J'ai juste compris la moitié de ce qu'il a dit, mais j'ai aussi compris qu'il est déçu, que je l'ai déçu. Je ne sais pas comment lui expliquer ce que je commence à ressentir pour lui, et ce qu'il me fait ressentir me terrifie. Je n'ai pas les mots ni dans ma langue maternelle, ni en anglais.

-Alors ça va être comme ça entre nous, dès qu'on fait un pas en avant tu prends peur et tu fais dix en arrière ? demande à nouveau John en s'assoyant sur le lit.

Cette fois, je n'ai pas du tout compris ce qu'il a dit, mais je sais qu'il a mal, que je lui fais mal.

-Tu t'en fiche de savoir ce que ça me fait pas vrai ?

-Moi ne comprend pas, finis-je par dire.

-Toi, dit-il en s'approchant de moi, dit moi pourquoi.

-Pourquoi quoi ?

-Toi peur à chaque fois que moi faire toi du bien.

J'ai enfin compris, mais devrais-je lui dire ? Ça changera quoi ? Mais et si ça peut changer quelque chose, vais-je encore me braquer ?

-Toi homme, toi mon maître, toi m'as battu finis-je par répondre.

-C'est tout ce que je suis pour toi ? C'est tout ?

-Oui.

Bien évidemment ce n'est pas seulement ce qu'il représente pour moi. Il est l'homme qui me fais ressentir plus d'émotion dans moins de trois mois que dans vingt-trois ans de vie. Mais ça, il n'a pas besoin de le savoir. Il pourrait s'en servir pour me faire mal.

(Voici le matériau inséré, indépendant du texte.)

//! Hintscan CLI - inspect contributed-class hints in a module graph dump

use clap::{Parser, Subcommand};
use hintscan::config;
use hintscan::{ClassScanner, FqName, ModuleGraph};
use std::path::PathBuf;
use tracing_subscriber::{fmt, prelude::*, EnvFilter};

#[derive(Parser)]
#[command(name = "hintscan")]
#[command(version = "0.0.1")]
#[command(about = "Contributed-class discovery over compiled module graphs")]
#[command(long_about = r#"
Hintscan reads a JSON dump of a compiled module graph and recovers the
hint markers a prior generation pass left behind, resolving them into
the classes contributed to a scope.

Example usage:
  hintscan scan --graph graph.json --package hint.contributes \
      --annotation app.ContributesTo --scope app.AppScope
  hintscan stats --graph graph.json
"#)]
struct Cli {
    /// Enable verbose logging
    #[arg(short, long, global = true)]
    verbose: bool,

    #[command(subcommand)]
    command: Commands,
}

#[derive(Subcommand)]
enum Commands {
    /// Scan a module graph dump for contributed classes
    Scan {
        /// Path to the JSON module graph dump
        #[arg(short, long)]
        graph: PathBuf,

        /// Root namespace the generator emits hints under
        #[arg(short, long)]
        package: Option<FqName>,

        /// Generating annotation to re-check on each result
        #[arg(short, long)]
        annotation: Option<FqName>,

        /// Target scope identity
        #[arg(short, long)]
        scope: Option<FqName>,

        /// Path to a hintscan.toml supplying defaults
        #[arg(short, long)]
        config: Option<PathBuf>,

        /// Return intermediate-representation symbols instead
        #[arg(long)]
        ir: bool,
    },

    /// Show statistics about a module graph dump
    Stats {
        /// Path to the JSON module graph dump
        #[arg(short, long)]
        graph: PathBuf,
    },
}

fn main() -> anyhow::Result<()> {
    let cli = Cli::parse();

    // Initialize logging
    let filter = if cli.verbose {
        EnvFilter::new("debug")
    } else {
        EnvFilter::new("info")
    };

    tracing_subscriber::registry()
        .with(fmt::layer())
        .with(filter)
        .init();

    match cli.command {
        Commands::Scan {
            graph,
            package,
            annotation,
            scope,
            config,
            ir,
        } => {
            let file_config = config::load_config(config.as_deref())?.unwrap_or_default();
            let package = package
                .or(file_config.package)
                .ok_or_else(|| anyhow::anyhow!("no --package given and none in config"))?;
            let annotation = annotation
                .or(file_config.annotation)
                .ok_or_else(|| anyhow::anyhow!("no --annotation given and none in config"))?;
            let scope = scope
                .or(file_config.scope)
                .ok_or_else(|| anyhow::anyhow!("no --scope given and none in config"))?;

            tracing::info!("Scanning {:?} for contributions to {}", graph, scope);
            let module_graph = ModuleGraph::load(&graph)?;
            let scanner = ClassScanner::new();

            let mut found = 0usize;
            if ir {
                for class in
                    scanner.find_contributed_ir_classes(&module_graph, &package, &annotation, &scope)
                {
                    println!("- {}", class?.fq_name);
                    found += 1;
                }
            } else {
                for class in
                    scanner.find_contributed_classes(&module_graph, &package, &annotation, &scope)
                {
                    println!("- {}", class.fq_name);
                    found += 1;
                }
            }

            if found == 0 {
                println!("∅ No contributed classes for scope {}.", scope);
            } else {
                println!("✅ {} contributed class(es) for scope {}.", found, scope);
            }
        }

        Commands::Stats { graph } => {
            let module_graph = ModuleGraph::load(&graph)?;

            println!("📊 Hintscan Statistics ({:?})", graph);
            println!("------------------------------------");
            println!("{}", module_graph.stats());
        }
    }

    Ok(())
}
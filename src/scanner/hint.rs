//! Hint Decoder - reassembles generator-emitted marker declarations
//!
//! The generator emits one fixed-size group of value declarations per
//! contributed class: a `_reference` marker denoting the class and a
//! `_scope` marker denoting its target scope, sharing a common base name.
//! The decoder groups a namespace's value declarations by that base name
//! and keeps only groups whose size exactly matches the suffix count;
//! anything else is a partially-generated or foreign group and is dropped
//! without error.

use crate::graph::ModuleGraph;
use crate::name::FqName;
use crate::symbol::{ClassSymbol, Declaration, DeclarationKind};
use std::cell::OnceCell;
use std::collections::HashMap;

/// Marker suffix for the contributed-class role
pub const REFERENCE_SUFFIX: &str = "_reference";
/// Marker suffix for the target-scope role
pub const SCOPE_SUFFIX: &str = "_scope";

/// Every role suffix a complete hint group carries, in no particular order.
/// Suffixes are literal, case-sensitive tokens fixed by the generator.
pub const HINT_SUFFIXES: [&str; 2] = [REFERENCE_SUFFIX, SCOPE_SUFFIX];

/// Value-kind member declarations of one namespace, read verbatim.
///
/// No name or shape filtering happens here; that is the decoder's job,
/// which keeps the group-arity invariant in one place.
pub fn value_members<'g>(
    graph: &'g ModuleGraph,
    namespace: &FqName,
) -> impl Iterator<Item = &'g Declaration> {
    graph
        .members(namespace)
        .iter()
        .filter(|d| d.kind == DeclarationKind::Value)
}

/// Decode one namespace's harvested declarations into hints.
///
/// Grouping is local to the namespace, so identical base names in
/// different namespaces produce independent hints.
pub fn decode_hints<'g>(
    graph: &'g ModuleGraph,
    declarations: impl Iterator<Item = &'g Declaration>,
) -> impl Iterator<Item = ContributedHint<'g>> {
    let mut groups: HashMap<&'g str, Vec<&'g Declaration>> = HashMap::new();
    for declaration in declarations {
        // Declarations without a recognized suffix keep their full name as
        // the key; those singleton groups fail the arity check below.
        let base = HINT_SUFFIXES
            .iter()
            .find_map(|suffix| declaration.name.strip_suffix(suffix))
            .unwrap_or(&declaration.name);
        groups.entry(base).or_default().push(declaration);
    }

    groups.into_values().filter_map(move |declarations| {
        if declarations.len() == HINT_SUFFIXES.len() {
            Some(ContributedHint::new(graph, declarations))
        } else {
            tracing::debug!(
                group = %declarations[0].name,
                size = declarations.len(),
                "dropping incomplete hint group"
            );
            None
        }
    })
}

/// A decoded hint: one contributed-class-to-scope binding.
///
/// Role resolution is lazy and memoized so that hints rejected by the
/// scope filter never pay for decoding their reference's type argument.
pub struct ContributedHint<'g> {
    graph: &'g ModuleGraph,
    declarations: Vec<&'g Declaration>,
    reference: OnceCell<Option<&'g ClassSymbol>>,
    scope: OnceCell<Option<&'g ClassSymbol>>,
}

impl<'g> ContributedHint<'g> {
    fn new(graph: &'g ModuleGraph, declarations: Vec<&'g Declaration>) -> Self {
        Self {
            graph,
            declarations,
            reference: OnceCell::new(),
            scope: OnceCell::new(),
        }
    }

    /// The contributed class, if the reference marker decodes to a known class
    pub fn reference(&self) -> Option<&'g ClassSymbol> {
        *self
            .reference
            .get_or_init(|| self.class_by_suffix(REFERENCE_SUFFIX))
    }

    /// The target scope, if the scope marker decodes to a known class
    pub fn scope(&self) -> Option<&'g ClassSymbol> {
        *self.scope.get_or_init(|| self.class_by_suffix(SCOPE_SUFFIX))
    }

    fn class_by_suffix(&self, suffix: &str) -> Option<&'g ClassSymbol> {
        let declaration = self
            .declarations
            .iter()
            .find(|d| d.name.ends_with(suffix))?;
        let argument = declaration.type_ref.argument.as_ref()?;
        self.graph.class(argument)
    }
}

#[cfg(test)]
mod tests {
    use super::*;
    use crate::symbol::TypeRef;

    fn fq(s: &str) -> FqName {
        FqName::parse(s).unwrap()
    }

    fn marker(name: &str, target: &str) -> Declaration {
        Declaration::value(
            name,
            TypeRef::applied(fq("kotlin.reflect.KClass"), fq(target)),
        )
    }

    fn graph_with_classes(classes: &[&str]) -> ModuleGraph {
        let mut graph = ModuleGraph::new();
        for class in classes {
            graph.add_class(ClassSymbol::new(fq(class)));
        }
        graph
    }

    fn decode<'g>(graph: &'g ModuleGraph, decls: &'g [Declaration]) -> Vec<ContributedHint<'g>> {
        decode_hints(graph, decls.iter()).collect()
    }

    #[test]
    fn test_complete_group_decodes() {
        let graph = graph_with_classes(&["app.Foo", "app.AppScope"]);
        let decls = vec![
            marker("foo_reference", "app.Foo"),
            marker("foo_scope", "app.AppScope"),
        ];

        let hints = decode(&graph, &decls);
        assert_eq!(hints.len(), 1);
        assert_eq!(hints[0].reference().unwrap().fq_name, fq("app.Foo"));
        assert_eq!(hints[0].scope().unwrap().fq_name, fq("app.AppScope"));
    }

    #[test]
    fn test_incomplete_group_is_dropped() {
        let graph = graph_with_classes(&["app.Bar"]);
        let decls = vec![marker("bar_reference", "app.Bar")];

        assert!(decode(&graph, &decls).is_empty());
    }

    #[test]
    fn test_oversized_group_is_dropped() {
        let graph = graph_with_classes(&["app.Foo", "app.AppScope"]);
        // A foreign declaration coincidentally sharing the base name
        let decls = vec![
            marker("foo_reference", "app.Foo"),
            marker("foo_scope", "app.AppScope"),
            marker("foo_reference", "app.Foo"),
        ];

        assert!(decode(&graph, &decls).is_empty());
    }

    #[test]
    fn test_unrecognized_suffix_is_not_a_group_member() {
        let graph = graph_with_classes(&["app.Foo", "app.AppScope"]);
        // "foo_marker" keeps its full name as key and stays a singleton;
        // the real group still decodes.
        let decls = vec![
            marker("foo_reference", "app.Foo"),
            marker("foo_scope", "app.AppScope"),
            marker("foo_marker", "app.Foo"),
        ];

        let hints = decode(&graph, &decls);
        assert_eq!(hints.len(), 1);
    }

    #[test]
    fn test_unknown_class_resolves_to_none() {
        let graph = graph_with_classes(&["app.AppScope"]);
        let decls = vec![
            marker("foo_reference", "app.Missing"),
            marker("foo_scope", "app.AppScope"),
        ];

        let hints = decode(&graph, &decls);
        assert_eq!(hints.len(), 1);
        assert!(hints[0].reference().is_none());
        assert!(hints[0].scope().is_some());
    }

    #[test]
    fn test_marker_without_type_argument_resolves_to_none() {
        let graph = graph_with_classes(&["app.AppScope"]);
        let decls = vec![
            Declaration::value("foo_reference", TypeRef::bare(fq("kotlin.String"))),
            marker("foo_scope", "app.AppScope"),
        ];

        let hints = decode(&graph, &decls);
        assert_eq!(hints.len(), 1);
        assert!(hints[0].reference().is_none());
    }
}
//! Class Scanner - contributed-class discovery pipeline
//!
//! Walker → Harvester → Decoder → Filter → Resolver, as one lazy iterator
//! chain over the read-only host graph. A caller that stops pulling after
//! N results causes no further namespace or declaration work.

pub mod hint;
pub mod walker;

pub use hint::{ContributedHint, HINT_SUFFIXES, REFERENCE_SUFFIX, SCOPE_SUFFIX};
pub use walker::walk_namespaces;

use crate::graph::ModuleGraph;
use crate::name::FqName;
use crate::symbol::{ClassSymbol, IrClassSymbol};
use crate::{Error, Result};

/// Scans a compiled module graph for classes contributed to a scope.
#[derive(Debug, Default)]
pub struct ClassScanner;

impl ClassScanner {
    pub fn new() -> Self {
        Self
    }

    /// Find every class contributed to `scope` under the `package` root,
    /// as declaration-level symbols.
    ///
    /// Results are yielded lazily. Each one is guaranteed to come from a
    /// complete hint group whose scope marker resolves to `scope`, and to
    /// still carry `annotation` parameterized by `scope` at scan time.
    pub fn find_contributed_classes<'g>(
        &self,
        graph: &'g ModuleGraph,
        package: &FqName,
        annotation: &FqName,
        scope: &FqName,
    ) -> impl Iterator<Item = &'g ClassSymbol> + 'g {
        let scope_filter = scope.clone();
        let annotation = annotation.clone();
        let scope = scope.clone();

        walk_namespaces(graph, package)
            .flat_map(move |namespace| {
                hint::decode_hints(graph, hint::value_members(graph, namespace))
            })
            .filter(move |candidate| {
                // The scope must match what we're looking for. A scope
                // marker that fails to resolve behaves as a mismatch.
                candidate
                    .scope()
                    .is_some_and(|s| s.fq_name == scope_filter)
            })
            .filter_map(|candidate| candidate.reference())
            .filter(move |reference| {
                // Check that the annotation really is present. It should
                // always be the case, but it's a safety net in case the
                // generated markers are out of sync.
                let present = reference.annotation_or_none(&annotation, &scope).is_some();
                if !present {
                    tracing::debug!(
                        class = %reference.fq_name,
                        "dropping stale hint: annotation re-check failed"
                    );
                }
                present
            })
    }

    /// Find every class contributed to `scope` under the `package` root,
    /// as intermediate-representation symbols.
    ///
    /// Runs the declaration-level scan and translates each result through
    /// the host's IR table. A missing IR entry for a class the scan just
    /// proved exists means the host graph's two views disagree, which is
    /// a fatal inconsistency propagated to the caller.
    pub fn find_contributed_ir_classes<'g>(
        &self,
        graph: &'g ModuleGraph,
        package: &FqName,
        annotation: &FqName,
        scope: &FqName,
    ) -> impl Iterator<Item = Result<&'g IrClassSymbol>> + 'g {
        self.find_contributed_classes(graph, package, annotation, scope)
            .map(move |class| {
                graph
                    .ir_class(&class.fq_name)
                    .ok_or_else(|| Error::IrClassNotFound(class.fq_name.clone()))
            })
    }
}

John ne rajoute rien. Il prend plutôt ses affaires et quitte la chambre. Je me retrouve donc seul, comme un idiot, et je ne sais pas quoi faire. Tout est de ma faute. Il a essayé d'arranger les choses, mais à chaque fois je m'enfuis comme un lâche. Depuis quand suis-je ainsi ? Un lâche ! Même quand la peur me tiraille, j'affronte ce qui est sur mon chemin. J'ai affronté les hommes du village qui m'ont enlevé l'être le plus cher à mes yeux. Ça m'a coûté ma capture et l'esclavage, mais je ne le regrette pas, car je me suis vengé. Mais John me fait prendre la fuite comme jamais auparavant. Je ne l'affronte pas, car il me fait peur. Il me fait peur, car il me fait ressentir des choses dont j'ignorais l'existence, et ce n'est pas normal.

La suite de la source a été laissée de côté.